Still, what works in "Nikita" is what worked in those shows, as well: a dedication to thrilling, if ridiculous, spy action.  This is not a show that prides itself on realism.  Though it doesn't dip into the realm of science fiction or fantasy, the show likes to sidestep considerations of things like the fact that it takes four and a half hours to travel between New York City and Washington DC.  But whatever.  If I can deal with Vin Diesel and Paul Walker dragging a vault through the streets of Rio, I can handle Nikita's magical ability to appear anywhere in the United States (or even abroad) at a moment's notice.

Whatever the show's budget, it appears to be used well.  Sets are large and detailed, action sequences are big and impressive.  The show has scenes set all over the world, from snowy Russia to the deserts of Africa and all over the US, and yet it rarely appears fake or staged.  Maggie Q, already an action star in her own right, obviously handles her fight scenes quite well.  And they are impressive scenes, to be sure.  There are plenty of cool fights throughout the season.  "Nikita" could probably survive on these alone, but thankfully the plotting ends up being fairly competent despite the shaky start.  The twists and turns and backstabbing are rarely surprising or shocking, but they're just enough to maintain solid interest.

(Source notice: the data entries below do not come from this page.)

use serde::{Deserialize, Serialize};

/// A geographic coordinate the user picked, optionally labeled with the
/// place name it came from. Replaced wholesale on change, never mutated.
#[derive(Debug, Clone, PartialEq, Serialize, Deserialize)]
pub struct RoutePoint {
    pub lat: f64,
    pub lng: f64,

    #[serde(skip_serializing_if = "Option::is_none")]
    pub name: Option<String>,
}

impl RoutePoint {
    pub fn new(lat: f64, lng: f64) -> Self {
        Self {
            lat,
            lng,
            name: None,
        }
    }

    pub fn named(lat: f64, lng: f64, name: impl Into<String>) -> Self {
        Self {
            lat,
            lng,
            name: Some(name.into()),
        }
    }

    pub fn is_finite(&self) -> bool {
        self.lat.is_finite() && self.lng.is_finite()
    }

    /// Coordinate equality, ignoring the label.
    pub fn coords_eq(&self, other: &RoutePoint) -> bool {
        self.lat == other.lat && self.lng == other.lng
    }

    /// Coordinate pair in the order the routing service expects.
    pub fn lng_lat(&self) -> [f64; 2] {
        [self.lng, self.lat]
    }
}

impl From<&RoutePoint> for geo_types::Point {
    fn from(point: &RoutePoint) -> Self {
        geo_types::Point::new(point.lng, point.lat)
    }
}
use inclucity_routing::point::RoutePoint;

pub fn parse_point(input: &str) -> Result<RoutePoint, String> {
    let Some((lat, lng)) = input.split_once(',') else {
        return Err(format!("expected \"lat,lng\", got \"{input}\""));
    };

    let lat: f64 = lat
        .trim()
        .parse()
        .map_err(|_| format!("invalid latitude: {lat}"))?;
    let lng: f64 = lng
        .trim()
        .parse()
        .map_err(|_| format!("invalid longitude: {lng}"))?;

    Ok(RoutePoint::new(lat, lng))
}

#[cfg(test)]
mod tests {
    use super::*;

    #[test]
    fn parses_a_coordinate_pair() {
        let point = parse_point("49.8397, 24.0297").unwrap();
        assert_eq!(point.lat, 49.8397);
        assert_eq!(point.lng, 24.0297);
    }

    #[test]
    fn rejects_malformed_input() {
        assert!(parse_point("49.8397").is_err());
        assert!(parse_point("north,east").is_err());
    }
}
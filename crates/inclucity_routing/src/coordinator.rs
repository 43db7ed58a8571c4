use std::fmt::Display;
use std::future::Future;
use std::sync::Arc;
use std::time::Duration;

use futures::FutureExt;
use futures::future::{BoxFuture, Shared};
use fxhash::FxHashMap;
use parking_lot::Mutex;
use tokio::time::Instant;
use tracing::debug;

use inclucity_ors::profile::TravelProfile;

use crate::error::RoutingError;
use crate::point::RoutePoint;

/// Coordinates are rounded to this many decimal places when building
/// request keys, so near-identical repeated requests collapse onto the
/// same key.
const KEY_PRECISION: usize = 6;

/// Canonical identity of an external request.
#[derive(Debug, Clone, PartialEq, Eq, Hash)]
pub struct RequestKey(String);

impl RequestKey {
    pub fn snap(point: &RoutePoint, profile: TravelProfile) -> Self {
        Self(format!(
            "snap_{:.prec$}_{:.prec$}_{profile}",
            point.lat,
            point.lng,
            prec = KEY_PRECISION,
        ))
    }

    pub fn route(start: &RoutePoint, end: &RoutePoint, profile: TravelProfile) -> Self {
        Self(format!(
            "route_{:.prec$}_{:.prec$}_{:.prec$}_{:.prec$}_{profile}",
            start.lat,
            start.lng,
            end.lat,
            end.lng,
            prec = KEY_PRECISION,
        ))
    }
}

impl Display for RequestKey {
    fn fmt(&self, f: &mut std::fmt::Formatter<'_>) -> std::fmt::Result {
        write!(f, "{}", self.0)
    }
}

struct CacheEntry<T> {
    /// TTL is measured from completion, not from when the request was
    /// issued.
    completed_at: Instant,
    data: T,
}

type SharedRequest<T> = Shared<BoxFuture<'static, Result<T, RoutingError>>>;

struct CoordinatorState<T> {
    cache: Mutex<FxHashMap<RequestKey, CacheEntry<T>>>,
    pending: Mutex<FxHashMap<RequestKey, SharedRequest<T>>>,
}

/// Collapses identical calls to a rate-limited external service: a fresh
/// cache hit resolves immediately, a request already in flight is joined,
/// and anything else starts a single debounced call that every concurrent
/// caller waits on.
pub struct RequestCoordinator<T> {
    ttl: Duration,
    state: Arc<CoordinatorState<T>>,
}

impl<T> RequestCoordinator<T>
where
    T: Clone + Send + Sync + 'static,
{
    pub fn new(ttl: Duration) -> Self {
        Self {
            ttl,
            state: Arc::new(CoordinatorState {
                cache: Mutex::new(FxHashMap::default()),
                pending: Mutex::new(FxHashMap::default()),
            }),
        }
    }

    /// Runs `producer` for `key` unless its result is already cached or
    /// in flight. All callers of the same key observe the same outcome;
    /// failures propagate to every waiter and are never cached.
    pub async fn execute<F, Fut>(
        &self,
        key: RequestKey,
        debounce: Duration,
        producer: F,
    ) -> Result<T, RoutingError>
    where
        F: FnOnce() -> Fut,
        Fut: Future<Output = Result<T, RoutingError>> + Send + 'static,
    {
        if let Some(data) = self.cached(&key) {
            return Ok(data);
        }

        self.join_or_start(key, debounce, producer).await
    }

    fn cached(&self, key: &RequestKey) -> Option<T> {
        let mut cache = self.state.cache.lock();

        if let Some(entry) = cache.get(key) {
            if entry.completed_at.elapsed() < self.ttl {
                return Some(entry.data.clone());
            }

            debug!(key = %key, "cache entry expired");
            cache.remove(key);
        }

        None
    }

    fn join_or_start<F, Fut>(
        &self,
        key: RequestKey,
        debounce: Duration,
        producer: F,
    ) -> SharedRequest<T>
    where
        F: FnOnce() -> Fut,
        Fut: Future<Output = Result<T, RoutingError>> + Send + 'static,
    {
        let mut pending = self.state.pending.lock();

        if let Some(request) = pending.get(&key) {
            debug!(key = %key, "joining in-flight request");
            return request.clone();
        }

        let state = Arc::clone(&self.state);
        let completion_key = key.clone();
        let request_future = producer();

        let request = async move {
            tokio::time::sleep(debounce).await;

            let result = request_future.await;

            // The pending entry goes away on both outcomes; only
            // successes are cached.
            state.pending.lock().remove(&completion_key);

            if let Ok(data) = &result {
                state.cache.lock().insert(
                    completion_key,
                    CacheEntry {
                        completed_at: Instant::now(),
                        data: data.clone(),
                    },
                );
            }

            result
        }
        .boxed()
        .shared();

        // Detached driver: the request runs to completion even when every
        // caller has dropped before the response arrived.
        tokio::spawn(request.clone());

        pending.insert(key, request.clone());
        request
    }
}

#[cfg(test)]
mod tests {
    use std::sync::atomic::{AtomicUsize, Ordering};

    use super::*;

    const TTL: Duration = Duration::from_secs(10);
    const DEBOUNCE: Duration = Duration::from_millis(100);

    fn snap_key(lat: f64, lng: f64) -> RequestKey {
        RequestKey::snap(&RoutePoint::new(lat, lng), TravelProfile::Wheelchair)
    }

    #[test]
    fn keys_collapse_on_rounded_coordinates() {
        assert_eq!(snap_key(49.8400001, 24.02), snap_key(49.8400004, 24.02));
        assert_ne!(snap_key(49.840001, 24.02), snap_key(49.840002, 24.02));
    }

    #[test]
    fn route_keys_differ_by_profile_and_direction() {
        let a = RoutePoint::new(49.84, 24.02);
        let b = RoutePoint::new(49.845, 24.03);

        assert_ne!(
            RequestKey::route(&a, &b, TravelProfile::Wheelchair),
            RequestKey::route(&a, &b, TravelProfile::Walking),
        );
        assert_ne!(
            RequestKey::route(&a, &b, TravelProfile::Wheelchair),
            RequestKey::route(&b, &a, TravelProfile::Wheelchair),
        );
    }

    #[tokio::test(start_paused = true)]
    async fn concurrent_callers_share_one_producer_invocation() {
        let coordinator = Arc::new(RequestCoordinator::<u32>::new(TTL));
        let calls = Arc::new(AtomicUsize::new(0));

        let mut handles = Vec::new();
        for _ in 0..5 {
            let coordinator = Arc::clone(&coordinator);
            let calls = Arc::clone(&calls);

            handles.push(tokio::spawn(async move {
                coordinator
                    .execute(snap_key(49.84, 24.02), DEBOUNCE, move || async move {
                        calls.fetch_add(1, Ordering::SeqCst);
                        Ok(7)
                    })
                    .await
            }));
        }

        for handle in handles {
            assert_eq!(handle.await.unwrap().unwrap(), 7);
        }
        assert_eq!(calls.load(Ordering::SeqCst), 1);
    }

    #[tokio::test(start_paused = true)]
    async fn failures_reach_every_waiter_and_are_not_cached() {
        let coordinator = Arc::new(RequestCoordinator::<u32>::new(TTL));
        let calls = Arc::new(AtomicUsize::new(0));

        let failing = |calls: Arc<AtomicUsize>| {
            move || async move {
                calls.fetch_add(1, Ordering::SeqCst);
                Err(RoutingError::NoRoutes)
            }
        };

        let first = {
            let coordinator = Arc::clone(&coordinator);
            let producer = failing(Arc::clone(&calls));
            tokio::spawn(async move {
                coordinator
                    .execute(snap_key(49.84, 24.02), DEBOUNCE, producer)
                    .await
            })
        };
        let second = {
            let coordinator = Arc::clone(&coordinator);
            let producer = failing(Arc::clone(&calls));
            tokio::spawn(async move {
                coordinator
                    .execute(snap_key(49.84, 24.02), DEBOUNCE, producer)
                    .await
            })
        };

        assert!(matches!(
            first.await.unwrap(),
            Err(RoutingError::NoRoutes)
        ));
        assert!(matches!(
            second.await.unwrap(),
            Err(RoutingError::NoRoutes)
        ));
        assert_eq!(calls.load(Ordering::SeqCst), 1);

        // No negative caching: the next call invokes the producer again.
        let result = coordinator
            .execute(snap_key(49.84, 24.02), DEBOUNCE, {
                let calls = Arc::clone(&calls);
                move || async move {
                    calls.fetch_add(1, Ordering::SeqCst);
                    Ok(9)
                }
            })
            .await;

        assert_eq!(result.unwrap(), 9);
        assert_eq!(calls.load(Ordering::SeqCst), 2);
    }

    #[tokio::test(start_paused = true)]
    async fn cache_expires_after_ttl() {
        let coordinator = RequestCoordinator::<u32>::new(TTL);
        let calls = Arc::new(AtomicUsize::new(0));

        let producer = |calls: Arc<AtomicUsize>, value: u32| {
            move || async move {
                calls.fetch_add(1, Ordering::SeqCst);
                Ok(value)
            }
        };

        let first = coordinator
            .execute(snap_key(49.84, 24.02), DEBOUNCE, producer(Arc::clone(&calls), 1))
            .await
            .unwrap();
        assert_eq!(first, 1);

        // Within the TTL: served from cache, producer untouched.
        let cached = coordinator
            .execute(snap_key(49.84, 24.02), DEBOUNCE, producer(Arc::clone(&calls), 2))
            .await
            .unwrap();
        assert_eq!(cached, 1);
        assert_eq!(calls.load(Ordering::SeqCst), 1);

        // At exactly the TTL the entry no longer counts as fresh.
        tokio::time::advance(TTL).await;

        let refreshed = coordinator
            .execute(snap_key(49.84, 24.02), DEBOUNCE, producer(Arc::clone(&calls), 3))
            .await
            .unwrap();
        assert_eq!(refreshed, 3);
        assert_eq!(calls.load(Ordering::SeqCst), 2);
    }

    #[tokio::test(start_paused = true)]
    async fn different_keys_do_not_share_results() {
        let coordinator = RequestCoordinator::<u32>::new(TTL);

        let a = coordinator
            .execute(snap_key(49.84, 24.02), DEBOUNCE, || async { Ok(1) })
            .await
            .unwrap();
        let b = coordinator
            .execute(snap_key(49.85, 24.03), DEBOUNCE, || async { Ok(2) })
            .await
            .unwrap();

        assert_eq!((a, b), (1, 2));
    }

    #[tokio::test(start_paused = true)]
    async fn request_completes_after_all_callers_drop() {
        let coordinator = Arc::new(RequestCoordinator::<u32>::new(TTL));
        let calls = Arc::new(AtomicUsize::new(0));

        let caller = {
            let coordinator = Arc::clone(&coordinator);
            let calls = Arc::clone(&calls);
            tokio::spawn(async move {
                coordinator
                    .execute(snap_key(49.84, 24.02), DEBOUNCE, move || async move {
                        calls.fetch_add(1, Ordering::SeqCst);
                        Ok(42)
                    })
                    .await
            })
        };

        // Let the caller register the request, then abort it before the
        // debounce elapses; the detached driver still runs the request
        // and caches the result.
        tokio::task::yield_now().await;
        caller.abort();
        let _ = caller.await;

        tokio::time::sleep(DEBOUNCE * 2).await;

        let result = coordinator
            .execute(snap_key(49.84, 24.02), DEBOUNCE, || async {
                panic!("must be served from cache")
            })
            .await
            .unwrap();

        assert_eq!(result, 42);
        assert_eq!(calls.load(Ordering::SeqCst), 1);
    }
}
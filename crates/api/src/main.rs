#[tokio::main]
async fn main() -> anyhow::Result<()> {
    brewhouse_observability::init();

    let addr = std::env::var("HTTP_ADDR").unwrap_or_else(|_| "0.0.0.0:8080".to_string());

    let app = brewhouse_api::app::build_app().await;

    let listener = tokio::net::TcpListener::bind(&addr).await?;
    tracing::info!("listening on {}", listener.local_addr()?);

    axum::serve(listener, app).await?;
    Ok(())
}
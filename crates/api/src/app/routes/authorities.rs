use std::sync::Arc;

use axum::{
    Json, Router,
    extract::{Extension, Path, Query},
    http::StatusCode,
    response::IntoResponse,
    routing::{get, post},
};

use brewhouse_auth::Authority;

use crate::app::errors;
use crate::app::routes::common::{self, ListParams};
use crate::app::services::AppServices;

const ENTITY_NAME: &str = "authority";

/// Authorities are keyed by their caller-supplied name, which is also the
/// only field; the surface is create/list/get/delete with nothing to update.
pub fn router() -> Router {
    Router::new()
        .route("/", post(create_authority).get(list_authorities))
        .route("/:name", get(get_authority).delete(delete_authority))
}

pub async fn create_authority(
    Extension(services): Extension<Arc<AppServices>>,
    Json(body): Json<Authority>,
) -> axum::response::Response {
    tracing::debug!(?body, "rest request to create authority");
    if body.name.trim().is_empty() {
        return errors::bad_request_alert(ENTITY_NAME, errors::ID_NULL, "invalid name");
    }
    // The name is the identity, so "already has an id" means "already exists".
    match services.authorities_exists(&body.name).await {
        Ok(false) => {}
        Ok(true) => {
            return errors::bad_request_alert(
                ENTITY_NAME,
                errors::ID_EXISTS,
                "authority already exists",
            );
        }
        Err(err) => return errors::service_error_to_response(err),
    }

    match services.authorities_save(body).await {
        Ok(saved) => common::created("authorities", &saved),
        Err(err) => errors::service_error_to_response(err),
    }
}

pub async fn list_authorities(
    Extension(services): Extension<Arc<AppServices>>,
    Query(params): Query<ListParams>,
) -> axum::response::Response {
    tracing::debug!("rest request to get all authorities");
    match services.authorities_find_all(params.sort().as_ref()).await {
        Ok(all) => (StatusCode::OK, Json(all)).into_response(),
        Err(err) => errors::service_error_to_response(err),
    }
}

pub async fn get_authority(
    Extension(services): Extension<Arc<AppServices>>,
    Path(name): Path<String>,
) -> axum::response::Response {
    tracing::debug!(%name, "rest request to get authority");
    match services.authorities_find_one(&name).await {
        Ok(Some(authority)) => (StatusCode::OK, Json(authority)).into_response(),
        Ok(None) => errors::json_error(StatusCode::NOT_FOUND, "not_found", "authority not found"),
        Err(err) => errors::service_error_to_response(err),
    }
}

pub async fn delete_authority(
    Extension(services): Extension<Arc<AppServices>>,
    Path(name): Path<String>,
) -> axum::response::Response {
    tracing::debug!(%name, "rest request to delete authority");
    match services.authorities_delete(&name).await {
        Ok(()) => common::deleted(ENTITY_NAME, &name),
        Err(err) => errors::service_error_to_response(err),
    }
}
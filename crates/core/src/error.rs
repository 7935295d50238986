//! Domain error model.

use thiserror::Error;

/// Result type used across the domain layer.
pub type DomainResult<T> = Result<T, DomainError>;

/// Domain-level error.
///
/// Keep this focused on deterministic, business/domain failures (validation,
/// missing identity). Infrastructure concerns belong elsewhere.
#[derive(Debug, Error, Clone, PartialEq, Eq)]
pub enum DomainError {
    /// A value failed validation (e.g. malformed input).
    #[error("validation failed: {0}")]
    Validation(String),

    /// An identifier was invalid (e.g. parse failure).
    #[error("invalid identifier: {0}")]
    InvalidId(String),

    /// An operation required an identity the entity does not carry.
    #[error("missing identifier")]
    MissingId,

    /// A requested resource was not found (domain-level).
    #[error("not found")]
    NotFound,
}

impl DomainError {
    pub fn validation(msg: impl Into<String>) -> Self {
        Self::Validation(msg.into())
    }

    pub fn invalid_id(msg: impl Into<String>) -> Self {
        Self::InvalidId(msg.into())
    }

    pub fn not_found() -> Self {
        Self::NotFound
    }
}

I'm not too familiar with the original film, I first saw it many, many years ago, nor have I seen more than a handful of episodes of the 90s series, so I'm not sure how well this version stands up or how well it meshes.  My understanding is that it sort of picks and chooses pieces of the various continuities to form its own.  I found this "Nikita" to be solidly entertaining.  It lacks the emotional depth of "Alias" and doesn't fall victim to the ludicrous turns of "24" but is still pretty decent.  It's well made, and the cast is game.  The show could use an injection of some humor to keep it from being too self-serious, but otherwise this is fine spy entertainment.